--- DATA SHOWN Enclosed Below ---

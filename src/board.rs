//! Board bring-up shared by both images
//!
//! The two nodes differ only in which GPIO carries which I2C signal, so the
//! bus setup takes the pins as parameters.

use embassy_time::{Duration, Timer};
use esp_hal::gpio::interconnect::PeripheralOutput;
use esp_hal::{i2c::master::Config as I2cConfig, time::Rate};
use log::{LevelFilter, info};

/// Route `log` output to UART0.
///
/// The bootloader leaves the console at 115200 baud.
pub fn init_logger() {
    esp_println::logger::init_logger(LevelFilter::Info);
}

/// Initialize the I2C bus hardware
///
/// Creates I2C0 as a bus master on the given pins.
pub fn create_i2c_bus<'d>(
    i2c0: esp_hal::peripherals::I2C0<'d>,
    sda: impl PeripheralOutput<'d>,
    scl: impl PeripheralOutput<'d>,
    frequency_khz: u32,
) -> esp_hal::i2c::master::I2c<'d, esp_hal::Async> {
    let bus = esp_hal::i2c::master::I2c::new(
        i2c0,
        I2cConfig::default().with_frequency(Rate::from_khz(frequency_khz)),
    )
    .expect("I2C bus frequency out of range")
    .with_sda(sda)
    .with_scl(scl)
    .into_async();
    info!("I2C bus ready at {} kHz", frequency_khz);
    bus
}

/// Park the image after a fatal startup error.
///
/// The executor keeps running so the console stays responsive.
pub async fn halt() -> ! {
    loop {
        Timer::after(Duration::from_secs(1)).await;
    }
}
//! Synthetic MPU6050 that gets unplugged on a schedule.

use nodecheck_core::config::ImuSettings;
use nodecheck_core::sensors::{Axes, ImuSensor, MotionReading, STANDARD_GRAVITY, SensorError};

/// Polls the sensor stays attached, then polls it stays detached.
#[derive(Debug, Clone, Copy)]
pub struct Dropouts {
    pub attached: u32,
    pub detached: u32,
}

pub struct SyntheticImu {
    schedule: Dropouts,
    tick: u32,
}

impl SyntheticImu {
    pub fn new(schedule: Dropouts) -> Self {
        Self {
            schedule,
            tick: 0,
        }
    }

    fn attached(&self) -> bool {
        let period = self.schedule.attached + self.schedule.detached;
        period == 0 || self.tick % period < self.schedule.attached
    }

    /// A board slowly rocking about X while resting flat.
    fn sample(&self) -> MotionReading {
        let t = self.tick as f32 * 0.5;
        let tilt = 0.3 * (t / 3.0).sin();
        MotionReading::new(
            Axes::new(
                STANDARD_GRAVITY * tilt.sin(),
                0.02 * (t * 1.7).cos(),
                STANDARD_GRAVITY * tilt.cos(),
            ),
            Axes::new(0.1 * (t / 3.0).cos(), -0.003, 0.001),
        )
    }
}

impl ImuSensor for SyntheticImu {
    async fn initialize(&mut self) -> Result<(), SensorError> {
        if self.attached() {
            Ok(())
        } else {
            Err(SensorError::NotFound {
                sensor: "MPU6050",
                found: 0xFF,
            })
        }
    }

    async fn configure(&mut self, settings: &ImuSettings) -> Result<(), SensorError> {
        log::debug!("simulated sensor configured: {:?}", settings);
        Ok(())
    }

    async fn read(&mut self) -> Result<MotionReading, SensorError> {
        let reading = if self.attached() {
            self.sample()
        } else {
            MotionReading::ZERO
        };
        self.tick = self.tick.wrapping_add(1);
        Ok(reading)
    }
}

--- End of Enclosed DATA SHOWN ---

▶ DIRECTIONS FOR THIS TASK: Your job is to give the listing again exactly as it was written.

▶ EXERCISE SOLUTION:
filename src/board.rs
//! Board bring-up shared by both images
//!
//! The two nodes differ only in which GPIO carries which I2C signal, so the
//! bus setup takes the pins as parameters.

use embassy_time::{Duration, Timer};
use esp_hal::gpio::interconnect::PeripheralOutput;
use esp_hal::{i2c::master::Config as I2cConfig, time::Rate};
use log::{LevelFilter, info};

/// Route `log` output to UART0.
///
/// The bootloader leaves the console at 115200 baud.
pub fn init_logger() {
    esp_println::logger::init_logger(LevelFilter::Info);
}

/// Initialize the I2C bus hardware
///
/// Creates I2C0 as a bus master on the given pins.
pub fn create_i2c_bus<'d>(
    i2c0: esp_hal::peripherals::I2C0<'d>,
    sda: impl PeripheralOutput<'d>,
    scl: impl PeripheralOutput<'d>,
    frequency_khz: u32,
) -> esp_hal::i2c::master::I2c<'d, esp_hal::Async> {
    let bus = esp_hal::i2c::master::I2c::new(
        i2c0,
        I2cConfig::default().with_frequency(Rate::from_khz(frequency_khz)),
    )
    .expect("I2C bus frequency out of range")
    .with_sda(sda)
    .with_scl(scl)
    .into_async();
    info!("I2C bus ready at {} kHz", frequency_khz);
    bus
}

/// Park the image after a fatal startup error.
///
/// The executor keeps running so the console stays responsive.
pub async fn halt() -> ! {
    loop {
        Timer::after(Duration::from_secs(1)).await;
    }
}
//! Synthetic MPU6050 that gets unplugged on a schedule.

use nodecheck_core::config::ImuSettings;
use nodecheck_core::sensors::{Axes, ImuSensor, MotionReading, STANDARD_GRAVITY, SensorError};

/// Polls the sensor stays attached, then polls it stays detached.
#[derive(Debug, Clone, Copy)]
pub struct Dropouts {
    pub attached: u32,
    pub detached: u32,
}

pub struct SyntheticImu {
    schedule: Dropouts,
    tick: u32,
}

impl SyntheticImu {
    pub fn new(schedule: Dropouts) -> Self {
        Self {
            schedule,
            tick: 0,
        }
    }

    fn attached(&self) -> bool {
        let period = self.schedule.attached + self.schedule.detached;
        period == 0 || self.tick % period < self.schedule.attached
    }

    /// A board slowly rocking about X while resting flat.
    fn sample(&self) -> MotionReading {
        let t = self.tick as f32 * 0.5;
        let tilt = 0.3 * (t / 3.0).sin();
        MotionReading::new(
            Axes::new(
                STANDARD_GRAVITY * tilt.sin(),
                0.02 * (t * 1.7).cos(),
                STANDARD_GRAVITY * tilt.cos(),
            ),
            Axes::new(0.1 * (t / 3.0).cos(), -0.003, 0.001),
        )
    }
}

impl ImuSensor for SyntheticImu {
    async fn initialize(&mut self) -> Result<(), SensorError> {
        if self.attached() {
            Ok(())
        } else {
            Err(SensorError::NotFound {
                sensor: "MPU6050",
                found: 0xFF,
            })
        }
    }

    async fn configure(&mut self, settings: &ImuSettings) -> Result<(), SensorError> {
        log::debug!("simulated sensor configured: {:?}", settings);
        Ok(())
    }

    async fn read(&mut self) -> Result<MotionReading, SensorError> {
        let reading = if self.attached() {
            self.sample()
        } else {
            MotionReading::ZERO
        };
        self.tick = self.tick.wrapping_add(1);
        Ok(reading)
    }
}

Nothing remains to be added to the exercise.